North Korea: State Newspaper Confirms Kim Jong-un Had the Coronavirus

In this photo provided by the North Korean government, North Korean leader Kim Jong Un, ce
Korean Central News Agency/Korea News Service via AP, File

The official state newspaper of North Korea, Rodong Sinmun, appeared to confirm this week that communist dictator Kim Jong-un had suffered a Chinese coronavirus infection at some unspecified time this summer.

Rodong Sinmun claimed that Kim suffered a “high fever,” a term typically used by the regime to refer to the disease, after coming into contact with frontline workers while inspecting pharmacies and other health sites. The newspaper did not indicate that Kim – believed to be 38 years old but with a history of being overweight, a condition linked to worse outcomes from coronavirus infections – required hospitalization or any other care for severe illness.

The state newspaper’s revelation that Kim endured “high fever” followed his sister, top North Korean official Kim Yo-jong, revealing last month in a speech that her brother had similarly endured a “fever” but could not rest in bed, as he allegedly had to lead the pandemic response personally. Like Kim Yo-jong’s remarks, the regime published the Rodong Sinmun article this week in English but omitted references to Kim Jong-un’s fever.

The confirmation in Korean, nonetheless, is the first official statement regarding his health status after years of rumors that Kim had endured a coronavirus infection, first in the early days of the pandemic in 2020 and later last year, when Kim debuted a much slimmer figure in photos published by government outlets.

“The much respected leader has greatly suffered in high fever in the middle of the anti-pandemic battle,” Rodong Sinmun revealed in a Korean-language report published Tuesday, as translated by the Korea TimesThe newspaper claimed that the fever preceded a visit to workers in direct contact with Chinese coronavirus patients, who were allegedly “teary and held their emotions as they saw the leader who was there and encouraged them at the risk of contagion.”

The initial contact with potentially infected individuals occurred on May 12, the day Kim officially revealed the existence of a Chinese coronavirus outbreak in North Korea, according to Rodong Sinmun. The newspaper did not specify if Kim fell ill after this visit or several others in which he was allegedly exposed to the virus.
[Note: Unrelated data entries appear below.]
use tracing::debug;

use crate::models::TimeSlot;

/// Inputs a discount rule may look at. Rules never see mutable state.
#[derive(Debug, Clone, Copy)]
pub struct DiscountContext {
    pub gross_amount: f64,
    pub seat_count: usize,
    pub slot: TimeSlot,
}

/// One independent discount rule. Each rule contributes a non-negative
/// amount; rules are additive and unaware of each other, so new rules
/// register without touching existing ones.
pub trait DiscountRule: Send + Sync {
    fn name(&self) -> &'static str;
    fn apply(&self, ctx: &DiscountContext) -> f64;
}

/// Half off one seat, priced at the average per-seat price, when booking
/// three or more seats.
pub struct ThirdSeatRule;

impl DiscountRule for ThirdSeatRule {
    fn name(&self) -> &'static str {
        "third_seat"
    }

    fn apply(&self, ctx: &DiscountContext) -> f64 {
        if ctx.seat_count >= 3 {
            (ctx.gross_amount / ctx.seat_count as f64) * 0.50
        } else {
            0.0
        }
    }
}

/// 20% off the whole booking for afternoon shows.
pub struct AfternoonRule;

impl DiscountRule for AfternoonRule {
    fn name(&self) -> &'static str {
        "afternoon"
    }

    fn apply(&self, ctx: &DiscountContext) -> f64 {
        if ctx.slot == TimeSlot::Afternoon {
            ctx.gross_amount * 0.20
        } else {
            0.0
        }
    }
}

/// Composite over the registered rule set. Pure: no state, no I/O, same
/// inputs always produce the same discount.
pub struct DiscountEngine {
    rules: Vec<Box<dyn DiscountRule>>,
}

impl DiscountEngine {
    pub fn new(rules: Vec<Box<dyn DiscountRule>>) -> Self {
        Self { rules }
    }

    /// The production rule set.
    pub fn standard() -> Self {
        Self::new(vec![Box::new(ThirdSeatRule), Box::new(AfternoonRule)])
    }

    pub fn discount(&self, gross_amount: f64, seat_count: usize, slot: TimeSlot) -> f64 {
        let ctx = DiscountContext {
            gross_amount,
            seat_count,
            slot,
        };

        let mut total = 0.0;
        for rule in &self.rules {
            let amount = rule.apply(&ctx).max(0.0);
            if amount > 0.0 {
                debug!(rule = rule.name(), amount, "discount rule applied");
            }
            total += amount;
        }

        // The summed discount must never exceed the gross amount.
        total.min(gross_amount)
    }
}

#[cfg(test)]
mod tests {
    use super::*;
    use proptest::prelude::*;

    #[test]
    fn three_seats_off_peak_discounts_half_an_average_seat() {
        let engine = DiscountEngine::standard();
        let discount = engine.discount(600.0, 3, TimeSlot::Evening);
        assert_eq!(discount, 100.0);
        assert_eq!(600.0 - discount, 500.0);
    }

    #[test]
    fn afternoon_pair_gets_twenty_percent() {
        let engine = DiscountEngine::standard();
        let discount = engine.discount(300.0, 2, TimeSlot::Afternoon);
        assert_eq!(discount, 60.0);
        assert_eq!(300.0 - discount, 240.0);
    }

    #[test]
    fn rules_stack_additively() {
        let engine = DiscountEngine::standard();
        // 450 / 3 * 0.5 = 75, plus 450 * 0.2 = 90
        let discount = engine.discount(450.0, 3, TimeSlot::Afternoon);
        assert_eq!(discount, 165.0);
        assert_eq!(450.0 - discount, 285.0);
    }

    #[test]
    fn two_seats_off_peak_get_nothing() {
        let engine = DiscountEngine::standard();
        assert_eq!(engine.discount(300.0, 2, TimeSlot::Morning), 0.0);
    }

    #[test]
    fn empty_rule_set_never_discounts() {
        let engine = DiscountEngine::new(vec![]);
        assert_eq!(engine.discount(1000.0, 5, TimeSlot::Afternoon), 0.0);
    }

    proptest! {
        #[test]
        fn discount_stays_within_gross(
            gross in 0.0f64..1_000_000.0,
            seats in 1usize..64,
            slot_idx in 0usize..4,
        ) {
            let slot = [
                TimeSlot::Morning,
                TimeSlot::Afternoon,
                TimeSlot::Evening,
                TimeSlot::Night,
            ][slot_idx];
            let engine = DiscountEngine::standard();
            let discount = engine.discount(gross, seats, slot);
            prop_assert!(discount >= 0.0);
            prop_assert!(discount <= gross);
        }

        #[test]
        fn discount_is_deterministic(
            gross in 0.0f64..1_000_000.0,
            seats in 1usize..64,
        ) {
            let engine = DiscountEngine::standard();
            let first = engine.discount(gross, seats, TimeSlot::Afternoon);
            let second = engine.discount(gross, seats, TimeSlot::Afternoon);
            prop_assert_eq!(first, second);
        }
    }
}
The English-language version of the article posted on Rodong Sinmun‘s official website makes no mention of Kim Jong-un having had a fever.

“Last May 12 would have been recorded as the day of misery in history if, that day, we had received only the frightening news via media that the malignant virus had made its way into our territory,” the article read in part,  adding:

However, we already became convinced of the victory that day as we also learnt that … Kim Jong Un saw to it that the state epidemic prevention system was switched over to the maximum emergency epidemic prevention system and that the most effective and bold anti-epidemic measures were taken.
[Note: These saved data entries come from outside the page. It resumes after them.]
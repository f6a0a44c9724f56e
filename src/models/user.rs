use chrono::NaiveDateTime;
use serde::Serialize;
use sqlx::FromRow;

#[derive(Debug, Clone, FromRow, Serialize)]
pub struct User {
    pub id: i64,
    pub username: String,
    pub email: String,
    #[serde(skip_serializing)]
    pub password_hash: String,
    pub created_at: NaiveDateTime,
}

impl User {
    pub async fn find_by_id(
        id: i64,
        db: &crate::database::Database,
    ) -> Result<Option<User>, sqlx::Error> {
        sqlx::query_as::<_, User>("SELECT * FROM users WHERE id = $1")
            .bind(id)
            .fetch_optional(&db.pool)
            .await
    }

    pub async fn find_by_username(
        username: &str,
        db: &crate::database::Database,
    ) -> Result<Option<User>, sqlx::Error> {
        sqlx::query_as::<_, User>("SELECT * FROM users WHERE username = $1")
            .bind(username)
            .fetch_optional(&db.pool)
            .await
    }

    pub fn verify_password(&self, password: &str) -> bool {
        bcrypt::verify(password, &self.password_hash).unwrap_or(false)
    }
}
The article, titled “State and People with Great Leader Are Sure to Win Victory,” similarly relayed the meetings between Kim and exposed individuals, stating that North Korean officials “felt a lump in their throat looking up to the General Secretary who visited the unsafe place in person and encouraged them to cheer up and discharge their heavy responsibilities.” The newspaper did not indicate that the lump was a symptom of a health condition and appears to be an attempt to use a common idiom for crying.

“Lots of people only know the fact that the General Secretary met with saleswomen who had just recovered from the malignant disease when he was visiting the pharmacies in the capital city last May,” the article continued, “But earlier than that, when he visited the state emergency epidemic prevention headquarters on the first night of the maximum emergency epidemic prevention system, the officials there were already suffering the malignant disease.”

Kim Yo-jong’s speech in August, shortly before the nation officially declared its epidemic over, similarly appeared without mention of Kim Jong-un’s illness in the English-language version published by the government’s Korean Central News Agency (KCNA). Translations of the original version of the speech read, “He must be responsible to the end of the world and so cannot stay in bed even when he was suffering from the high and scary fever.”

North Korea denied having documented a single case of Chinese coronavirus between when the pandemic began in central China in late 2019 through May 2022, despite sharing a porous border with China and two other nations that documented high rates of infections, Russia and South Korea. Pyongyang blamed unspecified “alien objects,” believed to mean balloons carrying anti-communist flyers and humanitarian aid, from South Korea for spreading the disease in the country.

By mid-August, North Korea declared official “victory” against the Chinese coronavirus with commemorative posters in the traditional communist style, featuring health workers and soldiers.

Kim Jong-un has since delivered various speeches again threatening his political enemies, particularly the governments of South Korea and the United States. He also did not cease threats against states Pyongyang considers hostile throughout the pandemic.

“Our armed forces are now fully prepared to cope with any sort of crisis, and our state’s nuclear war deterrent is also fully ready to demonstrate its absolute power accurately and promptly true to its mission,” Kim Jong-un said in an address in July.